On Feb 27, 2011, at 9:08 AM, Joe Sniderman wrote:

Charging to remove a negative reputation is also more or less equiv to
charging to add a positive reputation (such as a commercial whitelist or
vouching service).  Both have merits, both sometimes smell bad or leave
a bad taste, both are sometimes *incorrectly* termed as "extortion" or
similar.  -1 * -1 == +1 * +1  its the identical adjustment, merely
expressed differently.

No. Not even a little.

One difference is that in the case of charging to remove a negative
reputation, you have a business incentive to add negative listings
for reasons that are dubious or even entirely false.

That could equally be applied to whitelists: one could have an incentive
to create bogus reasons for de-whitelisting. Of course doing so would
destroy the credibility of the whitelist.
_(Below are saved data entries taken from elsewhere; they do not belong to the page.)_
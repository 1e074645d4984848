//! Command handlers
//!
//! Each handler resolves configuration into connections and options, runs one
//! library pipeline and writes the report to `out`. Whether findings turn into
//! a non-zero exit status is decided by the caller.

use crate::cli::{CompareArgs, SmokeArgs};
use anyhow::{bail, Context, Result};
use procguard::compare::{compare_definitions, parse_object_kinds, DiffReport, ObjectKind};
use procguard::config::EnvironmentEntry;
use procguard::smoke::{run_smoke_test, SmokeOptions, SmokeReport};
use procguard::{Connection, ConnectionSettings, SessionProvider, ToolsConfig};
use std::io::{self, Write};

/// What a finished command found
#[derive(Debug, Clone, Copy, PartialEq, Eq)]
pub enum Outcome {
    /// No differences, or every procedure succeeded
    Clean,
    /// Differences or failed procedures were reported
    Findings,
}

/// How reports are written
#[derive(Debug, Clone, Copy, Default)]
pub struct OutputOptions {
    pub json: bool,
    pub color: bool,
}

/// Build a connection for every configured environment whose variable is set
///
/// Each usable environment is announced on `out`; the others are warned about
/// and skipped. Order follows the configuration.
pub fn resolve_environments<F, W>(
    entries: &[EnvironmentEntry],
    settings: &ConnectionSettings,
    lookup: F,
    out: &mut W,
) -> io::Result<Vec<(String, Connection)>>
where
    F: Fn(&str) -> Option<String>,
    W: Write + ?Sized,
{
    let mut environments = Vec::with_capacity(entries.len());
    for entry in entries {
        match Connection::from_lookup(&entry.env_var, settings, &lookup) {
            Ok(connection) => {
                writeln!(out, "{}: {}", entry.name, connection)?;
                environments.push((entry.name.clone(), connection));
            }
            Err(e) => log::warn!("Skipping environment '{}': {}", entry.name, e),
        }
    }
    Ok(environments)
}

/// Compare each object kind across `environments` and write the reports
pub fn run_compare<P, W>(
    environments: &[(String, P)],
    schema: &str,
    kinds: &[ObjectKind],
    output: OutputOptions,
    out: &mut W,
) -> Result<Outcome>
where
    P: SessionProvider,
    W: Write + ?Sized,
{
    let reports: Vec<DiffReport> = kinds
        .iter()
        .map(|&kind| compare_definitions(environments, schema, kind))
        .collect();

    if output.json {
        serde_json::to_writer_pretty(&mut *out, &reports)?;
        writeln!(out)?;
    } else {
        for report in &reports {
            report.write_to(out, output.color)?;
        }
    }

    if reports.iter().any(DiffReport::has_differences) {
        Ok(Outcome::Findings)
    } else {
        Ok(Outcome::Clean)
    }
}

/// `procguard compare`
pub fn handle_compare<W: Write + ?Sized>(
    config: &ToolsConfig,
    args: &CompareArgs,
    output: OutputOptions,
    out: &mut W,
) -> Result<Outcome> {
    let compare = config.compare().context("Missing [proc_compare] configuration")?;
    let schema = args.schema.as_deref().unwrap_or(&compare.schema);

    let kinds = if args.object_types.is_empty() {
        parse_object_kinds(&compare.object_types)
    } else {
        args.object_types.clone()
    };
    if kinds.is_empty() {
        bail!("No valid object types to compare");
    }

    let environments = resolve_environments(
        &compare.environments,
        &config.connection,
        |name| std::env::var(name).ok(),
        out,
    )?;
    if environments.is_empty() {
        bail!("No environment has a usable connection string");
    }

    run_compare(&environments, schema, &kinds, output, out)
}

/// Run the smoke test against `provider` and write the report
pub fn run_smoke<P, W>(
    provider: &P,
    options: &SmokeOptions,
    output: OutputOptions,
    out: &mut W,
) -> Result<Outcome>
where
    P: SessionProvider,
    W: Write + ?Sized,
{
    let report: SmokeReport = if output.json {
        let report = run_smoke_test(provider, options, &mut io::sink())?;
        serde_json::to_writer_pretty(&mut *out, &report)?;
        writeln!(out)?;
        report
    } else {
        run_smoke_test(provider, options, out)?
    };

    if report.failed() > 0 {
        Ok(Outcome::Findings)
    } else {
        Ok(Outcome::Clean)
    }
}

/// `procguard smoke`
pub fn handle_smoke<W: Write + ?Sized>(
    config: &ToolsConfig,
    args: &SmokeArgs,
    output: OutputOptions,
    out: &mut W,
) -> Result<Outcome> {
    let smoke = config.smoke().context("Missing [usp_tester] configuration")?;
    let connection = Connection::from_env(&smoke.connection_env, &config.connection)
        .context("No connection for the smoke test")?;

    let level = args.logging_level.unwrap_or_else(|| config.smoke_logging_level());
    let mut options = SmokeOptions::from_config(smoke, level);
    if let Some(schema) = &args.schema {
        options.schema = schema.clone();
    }
    options.only = args.only.clone();
    options.dry_run = args.dry_run;

    if !output.json {
        writeln!(
            out,
            "Executing script on server: [{}] in database: [{}]",
            connection.server(),
            connection.database()
        )?;
        writeln!(out, "Using logging_level: {}\n", level)?;
    }

    run_smoke(&connection, &options, output, out)
}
A blacklist doing the same
would destroy its own credibility as well.  Both have the same potential
problems, and potential merits.

More importantly, both provide a business incentive to ignore negative
behavior from a paying customer.  However, that potential conflict of
interest, in both cases is just that: potential.  Disclosure rather than
a "MUST NOT" places that in the open.

Look at those
blacklists that charge for removal, and look at the quality of the data.

AFAIK the only at all major DNSBL that charges for removals charges for
expedited removals only, and thats UCEPROTECT. (am I forgetting one?)
Regardless of what one thinks of their policies, philosophies or
whatever, its quality is pretty decent.  Even their default 7 day wait
is shorter than some free-delist commercial DNSBLs take to reply to a
ticket.

Another difference is that paying for a positive listing gives you that
positive listing for a well-defined period of time, unless you do something
pretty egregious.

Assuming an honest whitelist, yes.

Paying for removal of a negative listing doesn't
mean that you won't be relisted a couple of days later (just the opposite,
in some cases - if you pay off $BLACKLIST once they're clear that you're
likely to pay them off again, so repeated relistings can be profitable).

The assumption there is that the blacklist is likely to be less honest
than the whitelist. As long as both are honest, then the paid removal or
whitelisting is a good thing.  If dishonest, it leads to repeated
listings or alternatively de-whitelistings. It also creates a bias
toward the paying customer, the listee or ex-listee.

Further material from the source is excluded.